With the coming of dawn the storm passed away northwards, across a sea snow- flecked and still panting with its fury, and leaving behind many traces of its violence, even upon these waste and empty places. A lurid sunrise gave little promise of better weather, but by six o'clock the wind had fallen, and the full tide was swelling the creeks. On a sand-bank, far down amongst the marshes, Jeanne stood hatless, with her hair streaming in the breeze, her face turned seaward, her eyes full of an unexpected joy. Everywhere she saw traces of the havoc wrought in the night. The tall rushes lay broken and prostrate upon the ground; the beach was strewn with timber from the breaking up of an ancient wreck. Eyes more accustomed than hers to the outline of the country could have seen inland dismantled cottages and unroofed sheds, groups of still frightened and restive cattle, a snapped flagstaff, a fallen tree. But Jeanne knew none of these things. Her face was turned towards the ocean and the rising sun. She felt the sting of the sea wind upon her cheeks, all the nameless exhilaration of the early morning sweetness. Far out seaward the long breakers, snow-flecked and white crested, came rolling in with a long, monotonous murmur toward the land. Above, the grey sky was changing into blue. Almost directly over her head, rising higher and higher in little circles, a lark was singing. Jeanne half closed her eyes and stood still, engrossed by the unexpected beauty of her surroundings. Then suddenly a voice came travelling to her from across the marshes.

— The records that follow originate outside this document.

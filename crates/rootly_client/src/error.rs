//! Error types for the upstream client.

use serde::Deserialize;
use std::fmt;
use std::time::Duration;
use thiserror::Error;

/// Result type for client operations.
pub type ClientResult<T> = Result<T, ClientError>;

/// A JSON:API error object returned with a non-success status.
#[derive(Debug, Clone, Default, PartialEq, Eq, Deserialize)]
pub struct ErrorBody {
    /// Short summary.
    #[serde(default)]
    pub title: Option<String>,
    /// HTTP status, as a string.
    #[serde(default)]
    pub status: Option<String>,
    /// Application-specific code.
    #[serde(default)]
    pub code: Option<String>,
    /// Detailed explanation.
    #[serde(default)]
    pub detail: Option<String>,
}

impl fmt::Display for ErrorBody {
    fn fmt(&self, f: &mut fmt::Formatter<'_>) -> fmt::Result {
        f.write_str(self.title.as_deref().unwrap_or("error"))?;
        if let Some(code) = &self.code {
            write!(f, " ({code})")?;
        }
        if let Some(detail) = &self.detail {
            write!(f, ": {detail}")?;
        }
        Ok(())
    }
}

fn describe_body(body: &Option<ErrorBody>) -> String {
    body.as_ref().map(|b| format!(": {b}")).unwrap_or_default()
}

/// Errors that can occur when talking to Rootly.
#[derive(Error, Debug)]
pub enum ClientError {
    /// Network or transport error. Always retryable.
    #[error("transport error: {0}")]
    Transport(String),

    /// Non-success HTTP status.
    #[error("upstream returned status {status}{}", describe_body(.error))]
    Status {
        /// HTTP status code.
        status: u16,
        /// Decoded error body, if any.
        error: Option<ErrorBody>,
        /// Server-requested delay before retrying.
        retry_after: Option<Duration>,
    },

    /// Response body could not be decoded.
    #[error("failed to decode response: {0}")]
    Decode(String),

    /// A request URL could not be built.
    #[error("invalid url: {0}")]
    InvalidUrl(String),

    /// A page cursor pointed outside the configured API.
    #[error("page cursor does not belong to {base_url}")]
    InvalidCursor {
        /// Configured base URL.
        base_url: String,
    },

    /// A required identifier was empty.
    #[error("required field missing: {0}")]
    RequiredFieldMissing(&'static str),
}

impl ClientError {
    /// Creates a transport error.
    pub fn transport(message: impl Into<String>) -> Self {
        Self::Transport(message.into())
    }

    /// Creates a status error without a body.
    pub fn status(status: u16) -> Self {
        Self::Status {
            status,
            error: None,
            retry_after: None,
        }
    }

    /// Returns true if this error can be retried.
    pub fn is_retryable(&self) -> bool {
        match self {
            ClientError::Transport(_) => true,
            ClientError::Status { status, .. } => *status == 429 || *status >= 500,
            _ => false,
        }
    }

    /// Returns the server-requested retry delay, if any.
    pub fn retry_after(&self) -> Option<Duration> {
        match self {
            ClientError::Status { retry_after, .. } => *retry_after,
            _ => None,
        }
    }
}

/// Fails with `RequiredFieldMissing` if `value` is empty.
pub(crate) fn require(value: &str, field: &'static str) -> ClientResult<()> {
    if value.is_empty() {
        Err(ClientError::RequiredFieldMissing(field))
    } else {
        Ok(())
    }
}

#[cfg(test)]
mod tests {
    use super::*;

    #[test]
    fn retryable_errors() {
        assert!(ClientError::transport("connection reset").is_retryable());
        assert!(ClientError::status(429).is_retryable());
        assert!(ClientError::status(503).is_retryable());
        assert!(!ClientError::status(404).is_retryable());
        assert!(!ClientError::Decode("eof".into()).is_retryable());
    }

    #[test]
    fn status_display_includes_body() {
        let err = ClientError::Status {
            status: 401,
            error: Some(ErrorBody {
                title: Some("Unauthorized".into()),
                status: Some("401".into()),
                code: Some("invalid_token".into()),
                detail: Some("API key revoked".into()),
            }),
            retry_after: None,
        };
        assert_eq!(
            err.to_string(),
            "upstream returned status 401: Unauthorized (invalid_token): API key revoked"
        );
        assert_eq!(ClientError::status(500).to_string(), "upstream returned status 500");
    }

    #[test]
    fn require_rejects_empty() {
        assert!(require("S1", "schedule_id").is_ok());
        assert!(matches!(
            require("", "schedule_id"),
            Err(ClientError::RequiredFieldMissing("schedule_id"))
        ));
    }
}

She turned round unwillingly, and with a vague feeling of irritation against this interruption, which seemed to her so inopportune, and in turning round she realized at once that her period of absorption must have lasted a good deal longer than she had had any idea of. She had walked straight across the marshes towards the little hillock on which she stood, but the way by which she had come was no longer visible. The swelling tide had circled round through some unseen channel, and was creeping now into the land by many creeks and narrow ways. She herself was upon an island, cut off from the dry land by a smoothly flowing tidal way more than twenty yards across. Along it a man in a flat-bottomed boat was punting his way towards her. She stood and waited for him, admiring his height, and the long powerful strokes with which he propelled his clumsy craft. He was very tall, and against the flat background his height seemed almost abnormal. As soon as he had attracted her attention he ceased to shout, and devoted all his attention to reaching her quickly. Nevertheless, the salt water was within a few feet of her when he drove his pole into the bottom, and brought the punt to a momentary standstill. She looked down at him, smiling.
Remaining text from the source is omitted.